CHAPTER 3
Collection and Preliminary Analysis of Failure Data
3.1 INTRODUCTION
In Chapter 1, the two concepts most important to this book, failure and reliability, were introduced. There are many aspects to failure—time to failure, failure mode, causes of failure, consequences and their severity, and so forth—and many dimensions of reliability—theory, modeling, test design, assessment, optimization, and so forth. In this context, the acquisition, analysis, and interpretation of data play a key role in wedding theory and practice, mathematics and the real world.

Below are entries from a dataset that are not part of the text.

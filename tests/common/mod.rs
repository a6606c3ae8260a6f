//! Shared test harness for integration tests.
//!
//! Provides [`RecordingSink`], an in-memory [`UploadSink`] that remembers
//! every object it receives, and helpers for polling it from async tests.

use bytes::Bytes;
use hdspush::config::PipelineConfig;
use hdspush::pipeline::ContentType;
use hdspush::upload::UploadSink;
use hdspush::{Error, Result};
use parking_lot::Mutex;
use std::collections::HashSet;
use std::time::Duration;

/// One object received by a [`RecordingSink`].
#[derive(Debug, Clone)]
pub struct Upload {
    pub name: String,
    pub payload: Bytes,
    pub content_type: ContentType,
}

/// Sink that stores uploads in memory and can be told to fail some names.
#[derive(Default)]
pub struct RecordingSink {
    uploads: Mutex<Vec<Upload>>,
    failing: HashSet<String>,
}

impl RecordingSink {
    pub fn new() -> Self {
        Self::default()
    }

    /// Reject uploads of exactly these names.
    pub fn failing<I: IntoIterator<Item = &'static str>>(names: I) -> Self {
        Self {
            uploads: Mutex::new(Vec::new()),
            failing: names.into_iter().map(String::from).collect(),
        }
    }

    pub fn uploads(&self) -> Vec<Upload> {
        self.uploads.lock().clone()
    }

    pub fn names(&self) -> Vec<String> {
        let mut names: Vec<String> = self.uploads.lock().iter().map(|u| u.name.clone()).collect();
        names.sort();
        names
    }

    /// Poll until at least `count` uploads arrived or `timeout` passed.
    pub async fn wait_for(&self, count: usize, timeout: Duration) -> bool {
        let deadline = tokio::time::Instant::now() + timeout;
        while tokio::time::Instant::now() < deadline {
            if self.uploads.lock().len() >= count {
                return true;
            }
            tokio::time::sleep(Duration::from_millis(20)).await;
        }
        self.uploads.lock().len() >= count
    }
}

#[async_trait::async_trait]
impl UploadSink for RecordingSink {
    async fn upload(&self, name: &str, payload: Bytes, content_type: ContentType) -> Result<()> {
        if self.failing.contains(name) {
            return Err(Error::upload(name, "rejected by test sink"));
        }
        self.uploads.lock().push(Upload {
            name: name.to_string(),
            payload,
            content_type,
        });
        Ok(())
    }

    fn describe(&self) -> String {
        "recording".to_string()
    }
}

/// Small pools so tests exercise sharing without spawning dozens of tasks.
pub fn small_pipeline() -> PipelineConfig {
    PipelineConfig {
        file_workers: 2,
        upload_workers: 3,
        queue_capacity: 4,
        recent_fragments: 100,
    }
}
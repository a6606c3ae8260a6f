//! Live-edge estimation from a bootstrap (`abst`) box.
//!
//! The newest fragment is extrapolated from the last fragment run entry:
//! however many whole fragment durations fit between that entry's start and
//! the bootstrap's current media time are added to its fragment number.

use crate::boxes::{BootstrapInfoBox, F4vBox};
use crate::reader::parse_bytes;
use crate::splitter::fragment_name;
use crate::{Error, Result};
use bytes::Bytes;

/// How elapsed time is divided into fragments.
#[derive(Debug, Clone, Copy, Default, PartialEq, Eq)]
pub enum LiveEdgeMode {
    /// Floor division on milliseconds; correct for sub-second durations.
    #[default]
    Exact,
    /// Truncate elapsed time and duration to whole seconds before dividing.
    WholeSeconds,
}

/// Estimated live-edge position.
#[derive(Debug, Clone, Copy, PartialEq, Eq)]
pub struct LiveEdge {
    pub segment_number: u32,
    pub fragment_number: u64,
}

impl LiveEdge {
    /// `Seg{segment}-Frag{fragment}`, the suffix HDS clients request.
    pub fn suffix(&self) -> String {
        fragment_name("", self.segment_number, self.fragment_number)
    }
}

impl std::fmt::Display for LiveEdge {
    fn fmt(&self, f: &mut std::fmt::Formatter<'_>) -> std::fmt::Result {
        f.write_str(&self.suffix())
    }
}

/// Estimate the live edge with [`LiveEdgeMode::Exact`].
pub fn resolve_live_edge(abst: &BootstrapInfoBox) -> Result<LiveEdge> {
    resolve_live_edge_with(abst, LiveEdgeMode::Exact)
}

/// Estimate the live edge of a bootstrap box.
pub fn resolve_live_edge_with(abst: &BootstrapInfoBox, mode: LiveEdgeMode) -> Result<LiveEdge> {
    let last_fragment = abst
        .fragment_tables
        .last()
        .and_then(|table| table.entries.last())
        .ok_or_else(|| Error::format_mismatch("bootstrap has no fragment run entries"))?;
    let segment_number = abst
        .segments
        .last()
        .and_then(|table| table.entries.last())
        .map(|entry| entry.first_segment)
        .ok_or_else(|| Error::format_mismatch("bootstrap has no segment run entries"))?;

    let now_ms = abst
        .current_media_time
        .as_millis()
        .ok_or_else(|| Error::format_mismatch("bootstrap time scale is zero"))?;
    let last_ms = last_fragment
        .first_fragment_timestamp
        .as_millis()
        .ok_or_else(|| Error::format_mismatch("fragment run table time scale is zero"))?;
    let elapsed_ms = now_ms.saturating_sub(last_ms);
    let duration_ms = last_fragment.fragment_duration as u128;

    let (elapsed, duration) = match mode {
        LiveEdgeMode::Exact => (elapsed_ms, duration_ms),
        LiveEdgeMode::WholeSeconds => (elapsed_ms / 1000, duration_ms / 1000),
    };
    if duration == 0 {
        return Err(Error::format_mismatch(format!(
            "last fragment duration of {duration_ms}ms is unusable in {mode:?} mode"
        )));
    }

    let fragments_elapsed = elapsed / duration;
    let estimate = last_fragment.first_fragment as u128 + fragments_elapsed;
    let fragment_number = u64::try_from(estimate.saturating_sub(1)).unwrap_or(u64::MAX);

    tracing::debug!(
        segment = segment_number,
        last_known = last_fragment.first_fragment,
        elapsed_ms = elapsed_ms as u64,
        fragment = fragment_number,
        "Estimated live edge"
    );

    Ok(LiveEdge {
        segment_number,
        fragment_number,
    })
}

/// Decode a bootstrap file's bytes and estimate its live edge.
///
/// The last top-level box must be an `abst`.
pub fn live_edge_from_bytes(data: impl Into<Bytes>, mode: LiveEdgeMode) -> Result<LiveEdge> {
    let mut last = None;
    for decoded in parse_bytes(data) {
        last = Some(decoded?);
    }
    match last {
        Some(F4vBox::Bootstrap(abst)) => resolve_live_edge_with(&abst, mode),
        Some(other) => Err(Error::format_mismatch(format!(
            "expected abst as last box, found {}",
            other.box_type()
        ))),
        None => Err(Error::format_mismatch("bootstrap is empty")),
    }
}

#[cfg(test)]
mod tests {
    use super::*;
    use crate::fixtures::{self, AbstSpec, AfrtEntrySpec};

    const T0: u64 = 1_431_000_000_000;

    fn bootstrap(now_ms: u64, last: AfrtEntrySpec, segment: u32) -> Bytes {
        Bytes::from(fixtures::abst_box(&AbstSpec {
            live: true,
            time_scale: 1000,
            current_media_time: now_ms,
            segment_runs: vec![vec![(1, 10), (segment, 10)]],
            fragment_runs: vec![vec![AfrtEntrySpec::new(1, 0, 2000), last]],
            ..AbstSpec::default()
        }))
    }

    #[test]
    fn test_live_edge_example() {
        let data = bootstrap(T0 + 10_000, AfrtEntrySpec::new(5, T0, 2000), 7);
        let edge = live_edge_from_bytes(data.clone(), LiveEdgeMode::Exact).unwrap();
        assert_eq!(edge.to_string(), "Seg7-Frag9");
        let whole = live_edge_from_bytes(data, LiveEdgeMode::WholeSeconds).unwrap();
        assert_eq!(whole, edge);
    }

    #[test]
    fn test_sub_second_durations() {
        // 10s elapsed at 500ms per fragment: 20 fragments past #5.
        let data = bootstrap(T0 + 10_000, AfrtEntrySpec::new(5, T0, 500), 1);
        let edge = live_edge_from_bytes(data.clone(), LiveEdgeMode::Exact).unwrap();
        assert_eq!(edge.fragment_number, 24);
        assert!(live_edge_from_bytes(data, LiveEdgeMode::WholeSeconds).is_err());
    }

    #[test]
    fn test_fractional_seconds_floor() {
        // 9.9s elapsed at 2s: four whole fragments.
        let data = bootstrap(T0 + 9_900, AfrtEntrySpec::new(5, T0, 2000), 1);
        let edge = live_edge_from_bytes(data, LiveEdgeMode::Exact).unwrap();
        assert_eq!(edge.fragment_number, 8);
    }

    #[test]
    fn test_current_time_before_last_fragment() {
        let data = bootstrap(T0, AfrtEntrySpec::new(5, T0 + 4000, 2000), 1);
        let edge = live_edge_from_bytes(data, LiveEdgeMode::Exact).unwrap();
        assert_eq!(edge.fragment_number, 4);
    }

    #[test]
    fn test_zero_duration_is_error() {
        let data = bootstrap(T0, AfrtEntrySpec::discontinuity(5, T0, 1), 1);
        let err = live_edge_from_bytes(data, LiveEdgeMode::Exact).unwrap_err();
        assert!(matches!(err, Error::FormatMismatch(_)));
    }

    #[test]
    fn test_missing_tables() {
        let data = fixtures::abst_box(&AbstSpec::default());
        let err = live_edge_from_bytes(data, LiveEdgeMode::Exact).unwrap_err();
        assert!(matches!(err, Error::FormatMismatch(_)));
    }

    #[test]
    fn test_non_bootstrap_input() {
        let err = live_edge_from_bytes(fixtures::raw_box(b"mdat", b"x"), LiveEdgeMode::Exact)
            .unwrap_err();
        assert!(matches!(err, Error::FormatMismatch(_)));
    }
}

It is apparent from the examples in Chapter 1 and the cases in Chapter 2 that many types of data are encountered in reliability applications and that the range of applications is quite extensive, including electronics, medicine, aerospace, automotive, heavy industry, simple consumer products, power tools, appliances, and so forth, i.e., nearly every industrial and commercial enterprise. One of the objectives of this chapter is to categorize these data types and indicate other possible sources of information that may be useful to engineers, analysts, and managers in the analysis of reliability. These range from test data to operational data to subjective data (“engineering judgment”).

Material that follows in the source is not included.